● **YOUR TASK**:
Report every line of the data that includes "value".

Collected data
//! Product aggregate

use chrono::{DateTime, Utc};
use kernel::id::{CategoryId, ProductId, StoreId, StoreProductId, UserId};
use rust_decimal::Decimal;

use crate::error::{CatalogError, CatalogResult};

#[derive(Debug, Clone, PartialEq, Eq)]
pub struct Category {
    pub id: CategoryId,
    pub name: String,
}

/// Stock held for a product at one store.
#[derive(Debug, Clone, PartialEq, Eq)]
pub struct StoreStock {
    pub store_id: StoreId,
    pub store_name: String,
    pub stock: i32,
}

#[derive(Debug, Clone)]
pub struct Product {
    pub id: ProductId,
    pub name: String,
    pub description: String,
    pub price: Decimal,
    /// Grams
    pub weight: i32,
    pub created_by: Option<UserId>,
    pub categories: Vec<Category>,
    pub stock: Vec<StoreStock>,
    pub created_at: DateTime<Utc>,
    pub updated_at: DateTime<Utc>,
}

impl Product {
    /// Sum of the per-store stock rows.
    pub fn total_stock(&self) -> i64 {
        self.stock.iter().map(|s| i64::from(s.stock)).sum()
    }
}

/// Inventory row linking a product to a store.
#[derive(Debug, Clone, PartialEq, Eq)]
pub struct StoreProduct {
    pub id: StoreProductId,
    pub product_id: ProductId,
    pub store_id: StoreId,
    pub stock: i32,
}

/// Unvalidated creation request. Identifiers are still raw strings.
#[derive(Debug, Clone, Default)]
pub struct ProductDraft {
    pub name: Option<String>,
    pub description: Option<String>,
    pub price: Option<Decimal>,
    pub weight: Option<i32>,
    pub stock: Option<i32>,
    pub category_ids: Option<Vec<String>>,
    pub store_id: Option<String>,
}

/// A product ready to insert, with its initial inventory.
#[derive(Debug, Clone)]
pub struct NewProduct {
    pub id: ProductId,
    pub name: String,
    pub description: String,
    pub price: Decimal,
    pub weight: i32,
    pub stock: i32,
    pub category_ids: Vec<CategoryId>,
    pub store_id: StoreId,
    pub created_by: UserId,
}

fn non_blank(value: Option<String>) -> Option<String> {
    value
        .map(|v| v.trim().to_string())
        .filter(|v| !v.is_empty())
}

impl NewProduct {
    /// Name is checked first and reported on its own; every other missing or
    /// out-of-range field shares one message.
    pub fn from_draft(draft: ProductDraft, created_by: UserId) -> CatalogResult<Self> {
        let name = non_blank(draft.name).ok_or(CatalogError::ProductNameRequired)?;

        let (Some(description), Some(price), Some(weight), Some(stock), Some(category_ids), Some(store_id)) = (
            non_blank(draft.description),
            draft.price.filter(|p| *p > Decimal::ZERO),
            draft.weight.filter(|w| *w > 0),
            draft.stock.filter(|s| *s >= 0),
            draft.category_ids.filter(|ids| !ids.is_empty()),
            non_blank(draft.store_id),
        ) else {
            return Err(CatalogError::MissingProductFields);
        };

        let mut parsed_categories = Vec::with_capacity(category_ids.len());
        for raw in &category_ids {
            let id: CategoryId = raw.trim().parse()?;
            if !parsed_categories.contains(&id) {
                parsed_categories.push(id);
            }
        }

        Ok(Self {
            id: ProductId::new(),
            name,
            description,
            price,
            weight,
            stock,
            category_ids: parsed_categories,
            store_id: store_id.parse()?,
            created_by,
        })
    }
}

#[cfg(test)]
mod tests {
    use super::*;

    fn draft() -> ProductDraft {
        ProductDraft {
            name: Some("Kopi Gayo 250g".into()),
            description: Some("Single origin arabica".into()),
            price: Some(Decimal::new(8500000, 2)),
            weight: Some(250),
            stock: Some(0),
            category_ids: Some(vec![CategoryId::new().to_string()]),
            store_id: Some(StoreId::new().to_string()),
        }
    }

    #[test]
    fn test_valid_draft() {
        let product = NewProduct::from_draft(draft(), UserId::new()).unwrap();
        assert_eq!(product.name, "Kopi Gayo 250g");
        assert_eq!(product.stock, 0);
        assert_eq!(product.category_ids.len(), 1);
    }

    #[test]
    fn test_name_is_reported_first() {
        let draft = ProductDraft {
            name: Some("   ".into()),
            price: None,
            ..draft()
        };
        assert!(matches!(
            NewProduct::from_draft(draft, UserId::new()),
            Err(CatalogError::ProductNameRequired)
        ));
    }

    #[test]
    fn test_out_of_range_fields() {
        let cases = [
            ProductDraft { price: Some(Decimal::ZERO), ..draft() },
            ProductDraft { weight: Some(0), ..draft() },
            ProductDraft { stock: Some(-1), ..draft() },
            ProductDraft { category_ids: Some(vec![]), ..draft() },
            ProductDraft { store_id: None, ..draft() },
            ProductDraft { description: None, ..draft() },
        ];
        for case in cases {
            assert!(matches!(
                NewProduct::from_draft(case, UserId::new()),
                Err(CatalogError::MissingProductFields)
            ));
        }
    }

    #[test]
    fn test_malformed_ids() {
        let draft = ProductDraft {
            category_ids: Some(vec!["nope".into()]),
            ..draft()
        };
        assert!(matches!(
            NewProduct::from_draft(draft, UserId::new()),
            Err(CatalogError::InvalidIdentifier)
        ));
    }

    #[test]
    fn test_duplicate_categories_collapse() {
        let id = CategoryId::new().to_string();
        let draft = ProductDraft {
            category_ids: Some(vec![id.clone(), id]),
            ..draft()
        };
        let product = NewProduct::from_draft(draft, UserId::new()).unwrap();
        assert_eq!(product.category_ids.len(), 1);
    }

    #[test]
    fn test_total_stock_sums_rows() {
        let product = Product {
            id: ProductId::new(),
            name: "Teh".into(),
            description: "Teh melati".into(),
            price: Decimal::new(1000, 0),
            weight: 100,
            created_by: None,
            categories: vec![],
            stock: vec![
                StoreStock { store_id: StoreId::new(), store_name: "Jakarta".into(), stock: 4 },
                StoreStock { store_id: StoreId::new(), store_name: "Bandung".into(), stock: 7 },
            ],
            created_at: Utc::now(),
            updated_at: Utc::now(),
        };
        assert_eq!(product.total_stock(), 11);
    }
}
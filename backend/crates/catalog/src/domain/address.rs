//! Postal addresses

use kernel::id::{AddressId, StoreId, UserAddressId};

#[derive(Debug, Clone, PartialEq, Eq)]
pub struct Address {
    pub id: AddressId,
    pub address_line: String,
    pub city: String,
    pub province: String,
    pub postal_code: Option<String>,
    /// Set when the address belongs to a store
    pub store_id: Option<StoreId>,
}

/// An address saved by a user.
#[derive(Debug, Clone, PartialEq, Eq)]
pub struct UserAddress {
    pub id: UserAddressId,
    pub address: Address,
    pub is_primary: bool,
}

/// Distinct, non-empty provinces in first-seen order.
pub fn distinct_provinces<'a>(provinces: impl IntoIterator<Item = &'a str>) -> Vec<String> {
    let mut seen: Vec<String> = Vec::new();
    for province in provinces.into_iter().map(str::trim) {
        if !province.is_empty() && !seen.iter().any(|p| p == province) {
            seen.push(province.to_string());
        }
    }
    seen
}
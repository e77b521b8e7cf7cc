//! Shipping Backend Module
//!
//! Stateless proxy to the RajaOngkir rate API.
//!
//! - `domain/` - Provinces, cities, cost models and the provider trait
//! - `infra/` - RajaOngkir HTTP client
//! - `presentation/` - HTTP handlers, DTOs, router

pub mod config;
pub mod domain;
pub mod error;
pub mod infra;
pub mod presentation;


pub use config::ShippingConfig;
pub use error::{ShippingError, ShippingResult};
pub use infra::rajaongkir::RajaOngkirClient;
pub use presentation::router::{shipping_router, shipping_router_generic};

● **REPLY TO THE EXERCISE**:
fn non_blank(value: Option<String>) -> Option<String> {
    value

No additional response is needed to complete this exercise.